## EXERCISE DETAILS
The lines from the first line of the entries through the line containing "Replies come back" are to be repeated exactly, with both of those lines included.

## SUPPLIED MATERIAL
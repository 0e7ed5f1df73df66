//! Dialect B: the chat-completions API.
//!
//! History translation folds `system`/`developer` messages into the system
//! instruction, turns `tool` messages into user turns carrying a result tag,
//! and renders assistant `tool_calls` as inline call tags. Replies come back
//! as one aggregate [`ChatCompletion`] or as a run of [`ChatChunk`]s closed
//! by a `[DONE]` sentinel.

use chrono::Utc;
use serde::{Deserialize, Serialize};
use serde_json::Value;
use serde_json::value::RawValue;
use toolrelay_core::{Role, ToolCall, ToolDeclaration, Turn};

use crate::content::{MessageContent, normalize, render_tool_call, render_tool_result, result_text};
use crate::tags::ParsedReply;

/// Literal payload of the final stream line.
pub const DONE_SENTINEL: &str = "[DONE]";

// ── Request ───────────────────────────────────────────────────────────────

#[derive(Debug, Clone, Deserialize)]
pub struct ChatRequest {
    #[serde(default)]
    pub model: Option<String>,

    pub messages: Vec<ChatMessage>,

    #[serde(default)]
    pub tools: Vec<ChatTool>,

    #[serde(default)]
    pub stream: bool,
}

#[derive(Debug, Clone, Copy, PartialEq, Eq, Deserialize)]
#[serde(rename_all = "lowercase")]
pub enum ChatRole {
    System,
    Developer,
    User,
    Assistant,
    Tool,
}

#[derive(Debug, Clone, Deserialize)]
pub struct ChatMessage {
    pub role: ChatRole,

    #[serde(default)]
    pub content: MessageContent,

    #[serde(default)]
    pub tool_calls: Vec<InboundToolCall>,

    #[serde(default)]
    pub tool_call_id: Option<String>,
}

#[derive(Debug, Clone, Deserialize)]
pub struct InboundToolCall {
    #[serde(default)]
    pub id: String,

    pub function: InboundFunction,
}

#[derive(Debug, Clone, Deserialize)]
pub struct InboundFunction {
    pub name: String,

    /// JSON text as produced by the client
    #[serde(default)]
    pub arguments: String,
}

impl InboundToolCall {
    /// Arguments decoded as JSON; text that is not JSON is carried as a JSON string.
    pub fn to_tool_call(&self) -> ToolCall {
        let input = if self.function.arguments.trim().is_empty() {
            Value::Null
        } else {
            serde_json::from_str(&self.function.arguments)
                .unwrap_or_else(|_| Value::String(self.function.arguments.clone()))
        };
        ToolCall::new(self.id.clone(), self.function.name.clone(), input)
    }
}

#[derive(Debug, Clone, Deserialize)]
pub struct ChatTool {
    pub function: ChatFunction,
}

#[derive(Debug, Clone, Deserialize)]
pub struct ChatFunction {
    pub name: String,

    #[serde(default)]
    pub description: Option<String>,

    #[serde(default)]
    pub parameters: Option<Box<RawValue>>,
}

impl ChatRequest {
    /// System and developer messages joined in order with newlines.
    pub fn system_text(&self) -> String {
        self.messages
            .iter()
            .filter(|m| matches!(m.role, ChatRole::System | ChatRole::Developer))
            .map(|m| normalize(&m.content))
            .collect::<Vec<_>>()
            .join("\n")
    }

    pub fn tool_declarations(&self) -> Vec<ToolDeclaration> {
        self.tools
            .iter()
            .map(|tool| ToolDeclaration {
                name: tool.function.name.clone(),
                description: tool.function.description.clone(),
                input_schema: tool.function.parameters.as_ref().map(|raw| raw.get().to_string()),
            })
            .collect()
    }

    /// The conversation without system messages, flattened into turns.
    pub fn turns(&self) -> Vec<Turn> {
        self.messages
            .iter()
            .filter_map(|m| match m.role {
                ChatRole::System | ChatRole::Developer => None,
                ChatRole::Tool => {
                    let body = match &m.content {
                        MessageContent::Other(value) => result_text(Some(value)),
                        other => normalize(other),
                    };
                    let id = m.tool_call_id.as_deref().unwrap_or_default();
                    Some(Turn::user(render_tool_result(id, &body)))
                }
                ChatRole::Assistant => {
                    let mut text = normalize(&m.content);
                    for call in m.tool_calls.iter().map(InboundToolCall::to_tool_call) {
                        text.push_str(&render_tool_call(&call.name, &call.id, &call.input));
                    }
                    Some(Turn::assistant(text))
                }
                ChatRole::User => Some(Turn::user(normalize(&m.content))),
            })
            .collect()
    }
}

// ── Response model ────────────────────────────────────────────────────────

#[derive(Debug, Clone, Copy, PartialEq, Eq, Serialize, Deserialize)]
#[serde(rename_all = "snake_case")]
pub enum FinishReason {
    Stop,
    ToolCalls,
}

impl FinishReason {
    pub fn for_reply(reply: &ParsedReply) -> Self {
        if reply.has_tool_calls() { Self::ToolCalls } else { Self::Stop }
    }
}

#[derive(Debug, Clone, PartialEq, Serialize, Deserialize)]
pub struct FunctionCall {
    pub name: String,
    pub arguments: String,
}

#[derive(Debug, Clone, PartialEq, Serialize, Deserialize)]
pub struct OutboundToolCall {
    pub id: String,

    #[serde(rename = "type")]
    pub kind: String,

    pub function: FunctionCall,
}

impl From<&ToolCall> for OutboundToolCall {
    fn from(call: &ToolCall) -> Self {
        Self {
            id: call.id.clone(),
            kind: "function".into(),
            function: FunctionCall {
                name: call.name.clone(),
                arguments: call.arguments(),
            },
        }
    }
}

#[derive(Debug, Clone, PartialEq, Serialize, Deserialize)]
pub struct AssistantMessage {
    pub role: Role,

    #[serde(default, skip_serializing_if = "Option::is_none")]
    pub content: Option<String>,

    #[serde(default, skip_serializing_if = "Vec::is_empty")]
    pub tool_calls: Vec<OutboundToolCall>,
}

#[derive(Debug, Clone, PartialEq, Serialize, Deserialize)]
pub struct ChatChoice {
    pub index: u32,
    pub message: AssistantMessage,
    pub finish_reason: FinishReason,
    pub logprobs: Option<Value>,
}

#[derive(Debug, Clone, Copy, PartialEq, Eq, Serialize, Deserialize)]
pub struct ChatUsage {
    pub prompt_tokens: u32,
    pub completion_tokens: u32,
    pub total_tokens: u32,
}

#[derive(Debug, Clone, PartialEq, Serialize, Deserialize)]
pub struct ChatCompletion {
    pub id: String,
    pub object: String,
    pub created: i64,
    pub model: String,
    pub choices: Vec<ChatChoice>,
    pub usage: ChatUsage,
}

#[derive(Debug, Clone, PartialEq, Serialize, Deserialize)]
pub struct FunctionDelta {
    #[serde(default, skip_serializing_if = "Option::is_none")]
    pub name: Option<String>,

    pub arguments: String,
}

#[derive(Debug, Clone, PartialEq, Serialize, Deserialize)]
pub struct ToolCallDelta {
    pub index: usize,

    #[serde(default, skip_serializing_if = "Option::is_none")]
    pub id: Option<String>,

    #[serde(rename = "type", default, skip_serializing_if = "Option::is_none")]
    pub kind: Option<String>,

    pub function: FunctionDelta,
}

#[derive(Debug, Clone, Default, PartialEq, Serialize, Deserialize)]
pub struct ChunkDelta {
    #[serde(default, skip_serializing_if = "Option::is_none")]
    pub role: Option<Role>,

    #[serde(default, skip_serializing_if = "Option::is_none")]
    pub content: Option<String>,

    #[serde(default, skip_serializing_if = "Vec::is_empty")]
    pub tool_calls: Vec<ToolCallDelta>,
}

#[derive(Debug, Clone, PartialEq, Serialize, Deserialize)]
pub struct ChunkChoice {
    pub index: u32,
    pub delta: ChunkDelta,
    pub finish_reason: Option<FinishReason>,
    pub logprobs: Option<Value>,
}

#[derive(Debug, Clone, PartialEq, Serialize, Deserialize)]
pub struct ChatChunk {
    pub id: String,
    pub object: String,
    pub created: i64,
    pub model: String,
    pub choices: Vec<ChunkChoice>,
}

/// One `data:` line of a streamed reply.
#[derive(Debug, Clone, PartialEq)]
pub enum StreamFrame {
    Chunk(ChatChunk),
    Done,
}

impl StreamFrame {
    /// The text that follows `data: ` on the wire.
    pub fn data(&self) -> String {
        match self {
            Self::Chunk(chunk) => serde_json::to_string(chunk).unwrap_or_default(),
            Self::Done => DONE_SENTINEL.to_string(),
        }
    }
}

// ── Synthesis ─────────────────────────────────────────────────────────────

/// A fresh `chatcmpl-<nanos>` id.
pub fn new_completion_id() -> String {
    format!("chatcmpl-{}", Utc::now().timestamp_nanos_opt().unwrap_or_default())
}

fn char_tokens(text: &str) -> u32 {
    u32::try_from(text.chars().count()).unwrap_or(u32::MAX)
}

/// The aggregate response for a non-streamed request.
pub fn aggregate_response(id: &str, created: i64, model: &str, reply: &ParsedReply) -> ChatCompletion {
    let completion_tokens = char_tokens(&reply.text);
    ChatCompletion {
        id: id.to_string(),
        object: "chat.completion".into(),
        created,
        model: model.to_string(),
        choices: vec![ChatChoice {
            index: 0,
            message: AssistantMessage {
                role: Role::Assistant,
                content: (!reply.text.is_empty()).then(|| reply.text.clone()),
                tool_calls: reply.tool_calls.iter().map(OutboundToolCall::from).collect(),
            },
            finish_reason: FinishReason::for_reply(reply),
            logprobs: None,
        }],
        usage: ChatUsage {
            prompt_tokens: 0,
            completion_tokens,
            total_tokens: completion_tokens,
        },
    }
}

/// The chunk sequence for a streamed reply, ending with [`StreamFrame::Done`].
///
/// Text goes out as a single content chunk; each tool call as an
/// introduction chunk (id, name, empty arguments) followed by one chunk
/// with the full argument text.
pub fn stream_frames(id: &str, created: i64, model: &str, reply: &ParsedReply) -> Vec<StreamFrame> {
    let chunk = |delta: ChunkDelta, finish_reason: Option<FinishReason>| {
        StreamFrame::Chunk(ChatChunk {
            id: id.to_string(),
            object: "chat.completion.chunk".into(),
            created,
            model: model.to_string(),
            choices: vec![ChunkChoice {
                index: 0,
                delta,
                finish_reason,
                logprobs: None,
            }],
        })
    };

    let mut frames = Vec::with_capacity(4 + 2 * reply.tool_calls.len());
    frames.push(chunk(
        ChunkDelta {
            role: Some(Role::Assistant),
            ..Default::default()
        },
        None,
    ));

    if !reply.text.is_empty() {
        frames.push(chunk(
            ChunkDelta {
                content: Some(reply.text.clone()),
                ..Default::default()
            },
            None,
        ));
    }

    for (index, call) in reply.tool_calls.iter().enumerate() {
        frames.push(chunk(
            ChunkDelta {
                tool_calls: vec![ToolCallDelta {
                    index,
                    id: Some(call.id.clone()),
                    kind: Some("function".into()),
                    function: FunctionDelta {
                        name: Some(call.name.clone()),
                        arguments: String::new(),
                    },
                }],
                ..Default::default()
            },
            None,
        ));
        frames.push(chunk(
            ChunkDelta {
                tool_calls: vec![ToolCallDelta {
                    index,
                    id: None,
                    kind: None,
                    function: FunctionDelta {
                        name: None,
                        arguments: call.arguments(),
                    },
                }],
                ..Default::default()
            },
            None,
        ));
    }

    frames.push(chunk(ChunkDelta::default(), Some(FinishReason::for_reply(reply))));
    frames.push(StreamFrame::Done);
    frames
}

/// Current unix time in seconds, the `created` field of responses.
pub fn created_now() -> i64 {
    Utc::now().timestamp()
}

// ── Errors ────────────────────────────────────────────────────────────────

/// `{"error":{"message":..,"type":..,"code":..}}`
#[derive(Debug, Clone, PartialEq, Serialize, Deserialize)]
pub struct ErrorEnvelope {
    pub error: ErrorDetail,
}

#[derive(Debug, Clone, PartialEq, Serialize, Deserialize)]
pub struct ErrorDetail {
    pub message: String,

    #[serde(rename = "type")]
    pub kind: String,

    pub code: String,
}

impl ErrorEnvelope {
    pub fn new(kind: impl Into<String>, code: impl Into<String>, message: impl Into<String>) -> Self {
        Self {
            error: ErrorDetail {
                message: message.into(),
                kind: kind.into(),
                code: code.into(),
            },
        }
    }
}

## ANSWER SPACE
repository 0e7ed5f1df73df66
//! Dialect B: the chat-completions API.
//!
//! History translation folds `system`/`developer` messages into the system
//! instruction, turns `tool` messages into user turns carrying a result tag,
//! and renders assistant `tool_calls` as inline call tags. Replies come back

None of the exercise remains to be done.